use std::collections::HashSet;
use std::io::Write;
use std::net::SocketAddr;
use std::path::PathBuf;

use anyhow::{Context, Result};
use clap::{Parser, Subcommand};
use tracing_subscriber::EnvFilter;

use sovpn_server::{
    config::sanitize_path, ConfigDraft, ConfigStore, EasyRsa, GatewayConfig, Hostname, Index,
    Lifecycle, Protocol, ServerConfig,
};

mod suggest;

// ── CLI definition ─────────────────────────────────────────────────────────────

#[derive(Parser)]
#[command(
    name = "sovpn",
    about = "Simplified OpenVPN — manage VPN client identities and share their configs",
    version
)]
struct Cli {
    /// Data directory for the pointer file and index ($SOVPN_DATA_DIR)
    #[arg(long, env = "SOVPN_DATA_DIR")]
    data_dir: Option<PathBuf>,

    #[command(subcommand)]
    command: Commands,
}

#[derive(Subcommand)]
enum Commands {
    /// Interactively configure sovpn for this server
    Setup,
    /// Manage client identities
    #[command(subcommand)]
    Client(ClientCommands),
    /// Recompute every client's share hash from the current salt
    Rotate,
    /// Run the distribution gateway, optionally restricted to specific slugs
    Share {
        /// Slugs to allow; with none given, every client is served
        slugs: Vec<String>,
    },
    /// Inspect or reset the persisted configuration
    #[command(subcommand)]
    Config(ConfigCommands),
    /// Remove sovpn's configuration, pointer file and index database
    Destroy,
}

#[derive(Subcommand)]
enum ClientCommands {
    /// Create a new client identity
    Create {
        /// Display name; prompted for interactively when omitted
        #[arg(long)]
        name: Option<String>,
    },
    /// Revoke a client and remove its files
    Revoke {
        /// Client slug
        slug: String,
    },
}

#[derive(Subcommand)]
enum ConfigCommands {
    /// Print the loaded configuration as pretty JSON
    Show,
    /// Clear all settings except the CA-tool path and share URL
    Wipe,
}

// ── Entry point ───────────────────────────────────────────────────────────────

#[tokio::main]
async fn main() -> Result<()> {
    tracing_subscriber::fmt()
        .with_env_filter(
            EnvFilter::try_from_env("SOVPN_LOG_LEVEL").unwrap_or_else(|_| EnvFilter::new("warn")),
        )
        .init();

    let cli = Cli::parse();
    let store = match cli.data_dir {
        Some(dir) => {
            std::fs::create_dir_all(&dir).context("create data dir")?;
            ConfigStore::new(dir)
        }
        None => ConfigStore::open_default()?,
    };

    match cli.command {
        Commands::Setup => cmd_setup(&store),
        Commands::Client(ClientCommands::Create { name }) => cmd_client_create(&store, name).await,
        Commands::Client(ClientCommands::Revoke { slug }) => cmd_client_revoke(&store, &slug).await,
        Commands::Rotate => cmd_rotate(&store),
        Commands::Share { slugs } => cmd_share(&store, slugs).await,
        Commands::Config(ConfigCommands::Show) => cmd_config_show(&store),
        Commands::Config(ConfigCommands::Wipe) => cmd_config_wipe(&store),
        Commands::Destroy => cmd_destroy(&store),
    }
}

fn load_config(store: &ConfigStore) -> Result<ServerConfig> {
    Ok(store.load()?.finalize()?)
}

// ── Client commands ───────────────────────────────────────────────────────────

async fn cmd_client_create(store: &ConfigStore, name: Option<String>) -> Result<()> {
    let config = load_config(store)?;
    let index = Index::open(&store.index_path())?;
    let ca = EasyRsa::new(&config.easy_rsa_dir)?;
    let lifecycle = Lifecycle::new(&config, &index, &ca);

    let client = match name {
        Some(name) => lifecycle.create_client(&name).await?,
        None => {
            lifecycle
                .create_client_with(|| prompt("Enter Full Name for client", None))
                .await?
        }
    };

    let hash = index
        .find_hash_by_slug(&client.slug)?
        .context("share hash missing after create")?;
    println!("> Client \"{}\" was successfully created.", client.slug);
    println!("> Share Hash: {hash}");
    if let Some(base) = config.share_url_base() {
        println!("> Share URL: {base}/{hash}");
    }
    Ok(())
}

async fn cmd_client_revoke(store: &ConfigStore, slug: &str) -> Result<()> {
    let config = load_config(store)?;
    let index = Index::open(&store.index_path())?;
    let ca = EasyRsa::new(&config.easy_rsa_dir)?;
    let lifecycle = Lifecycle::new(&config, &index, &ca);

    lifecycle.revoke_client(slug).await?;
    println!("> Client \"{slug}\" was revoked.");
    Ok(())
}

fn cmd_rotate(store: &ConfigStore) -> Result<()> {
    let config = load_config(store)?;
    let index = Index::open(&store.index_path())?;
    let ca = EasyRsa::new(&config.easy_rsa_dir)?;
    let lifecycle = Lifecycle::new(&config, &index, &ca);

    let rotated = lifecycle.rotate_share_hashes()?;
    println!("> Rotated share hashes for {rotated} client(s).");
    Ok(())
}

// ── Gateway ───────────────────────────────────────────────────────────────────

async fn cmd_share(store: &ConfigStore, slugs: Vec<String>) -> Result<()> {
    let config = load_config(store)?;
    let index = Index::open(&store.index_path())?;

    let allow_list: Option<HashSet<String>> = if slugs.is_empty() {
        println!("> Sharing configuration files for everybody.");
        None
    } else {
        // Serving only specific clients, so print their mappings up front.
        println!("> Sharing mappings:");
        for slug in &slugs {
            match index.find_hash_by_slug(slug)? {
                Some(hash) => println!("> {slug} : {hash}"),
                None => println!("> {slug} : ---"),
            }
        }
        Some(slugs.into_iter().collect())
    };
    println!();

    sovpn_server::run(
        index,
        GatewayConfig {
            bind: SocketAddr::new(config.share_address, config.share_port),
            clients_dir: config.clients_dir.clone(),
            allow_list,
        },
    )
    .await
}

// ── Config commands ───────────────────────────────────────────────────────────

fn cmd_config_show(store: &ConfigStore) -> Result<()> {
    let draft = store.load()?;
    println!("{}", serde_json::to_string_pretty(&draft)?);
    Ok(())
}

fn cmd_config_wipe(store: &ConfigStore) -> Result<()> {
    let mut draft = store.load()?;
    let path = store
        .config_path()?
        .context("config pointer disappeared during wipe")?;
    draft.wipe();
    store.save(&path, &draft)?;
    println!("> Configuration wiped (CA-tool path and share URL kept).");
    Ok(())
}

fn cmd_destroy(store: &ConfigStore) -> Result<()> {
    let removed = store.destroy()?;
    if removed.is_empty() {
        println!("> Nothing to remove.");
    } else {
        for path in removed {
            println!("> Removed {}", path.display());
        }
    }
    Ok(())
}

// ── Interactive setup ─────────────────────────────────────────────────────────

fn cmd_setup(store: &ConfigStore) -> Result<()> {
    // Existing values (if any) become the first-priority suggestions.
    let existing = store.load().unwrap_or_default();
    let mut draft = ConfigDraft::default();

    draft.server_dir = Some(ask_dir(
        "Enter location of OpenVPN server directory on your server",
        suggest::resolve(&[existing.server_dir, Some(suggest::SERVER_DIR.into())]),
    )?);
    draft.easy_rsa_dir = Some(ask_dir(
        "Enter location of Easy RSA directory on your server",
        suggest::resolve(&[existing.easy_rsa_dir, Some(suggest::EASY_RSA_DIR.into())]),
    )?);
    draft.clients_dir = Some(ask_clients_dir(
        "Enter location for client directories on your server",
        suggest::resolve(&[existing.clients_dir, Some(suggest::CLIENTS_DIR.into())]),
    )?);

    draft.hostname = ask_hostname(suggest::resolve(&[
        existing.hostname.as_name().map(str::to_owned),
        suggest::system_hostname(),
    ]))?;

    draft.protocol = Some(ask_with(
        "Select protocol that you would like to use (TCP|UDP)",
        suggest::resolve(&[
            existing.protocol.map(|p| p.to_string()),
            Some(suggest::PROTOCOL.into()),
        ]),
        |raw| Protocol::parse(raw).context("expected tcp or udp"),
    )?);
    draft.port = Some(ask_with(
        "Select port that you are using for your server",
        suggest::resolve(&[
            existing.port.map(|p| p.to_string()),
            Some(suggest::PORT.into()),
        ]),
        parse_port,
    )?);

    draft.share_salt = Some(ask_with(
        "Enter random salt for the sharing gateway",
        suggest::resolve(&[existing.share_salt, Some(suggest::random_salt())]),
        |raw| Ok(raw.to_owned()),
    )?);
    draft.share_address = Some(ask_with(
        "Enter network address for the sharing gateway",
        suggest::resolve(&[existing.share_address, Some(suggest::SHARE_ADDRESS.into())]),
        |raw| {
            raw.parse::<std::net::IpAddr>()
                .map(|_| raw.to_owned())
                .context("not an IP address")
        },
    )?);
    draft.share_port = Some(ask_with(
        "Enter TCP port for the sharing gateway",
        suggest::resolve(&[
            existing.share_port.map(|p| p.to_string()),
            Some(suggest::SHARE_PORT.into()),
        ]),
        parse_port,
    )?);
    draft.share_url = existing.share_url;

    // Surface any remaining validation problem before anything is written.
    draft.clone().finalize()?;

    let default_config = format!(
        "{}sovpn.json",
        sanitize_path(draft.server_dir.as_deref().unwrap_or_default())
    );
    let config_path = ask_with(
        "Enter location for sovpn's config file",
        Some(default_config),
        |raw| Ok(PathBuf::from(raw)),
    )?;

    store.save(&config_path, &draft)?;
    println!("> Setup complete. Configuration written to {}.", config_path.display());
    Ok(())
}

fn prompt(label: &str, suggestion: Option<&str>) -> Result<String> {
    match suggestion {
        Some(s) => print!("> {label}: [{s}] "),
        None => print!("> {label}: "),
    }
    std::io::stdout().flush()?;

    let mut line = String::new();
    std::io::stdin()
        .read_line(&mut line)
        .context("read stdin")?;
    let trimmed = line.trim();
    if trimmed.is_empty() {
        Ok(suggestion.unwrap_or_default().to_owned())
    } else {
        Ok(trimmed.to_owned())
    }
}

/// Ask until `parse` accepts the answer.
fn ask_with<T>(
    label: &str,
    suggestion: Option<String>,
    parse: impl Fn(&str) -> Result<T>,
) -> Result<T> {
    loop {
        let raw = prompt(label, suggestion.as_deref())?;
        match parse(&raw) {
            Ok(value) => return Ok(value),
            Err(e) => println!("> Invalid value \"{raw}\": {e:#}"),
        }
    }
}

/// Ask for an existing directory; re-prompts instead of silently accepting a
/// bad path.
fn ask_dir(label: &str, suggestion: Option<String>) -> Result<String> {
    ask_with(label, suggestion, |raw| {
        if PathBuf::from(raw).is_dir() {
            Ok(sanitize_path(raw))
        } else {
            anyhow::bail!("not an existing directory")
        }
    })
}

/// Like `ask_dir`, but creates the directory when it does not exist yet.
fn ask_clients_dir(label: &str, suggestion: Option<String>) -> Result<String> {
    ask_with(label, suggestion, |raw| {
        let path = PathBuf::from(raw);
        if !path.is_dir() {
            std::fs::create_dir_all(&path)
                .with_context(|| format!("create {}", path.display()))?;
        }
        Ok(sanitize_path(raw))
    })
}

/// Hostname prompt; `-` means "serve without a hostname".
fn ask_hostname(suggestion: Option<String>) -> Result<Hostname> {
    ask_with(
        "Enter hostname of your server (or - for none)",
        suggestion,
        |raw| match raw {
            "-" => Ok(Hostname::Disabled),
            name if !name.is_empty() && name.len() <= 255 => Ok(Hostname::Name(name.to_owned())),
            _ => anyhow::bail!("must be 1-255 characters, or - to disable"),
        },
    )
}

fn parse_port(raw: &str) -> Result<u16> {
    let port: u16 = raw.parse().context("not a number")?;
    if port == 0 {
        anyhow::bail!("port must be 1-65535");
    }
    Ok(port)
}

What the task requires: List the lines of the entries that include "Select".

Written reply:
        "Select protocol that you would like to use (TCP|UDP)",
        "Select port that you are using for your server",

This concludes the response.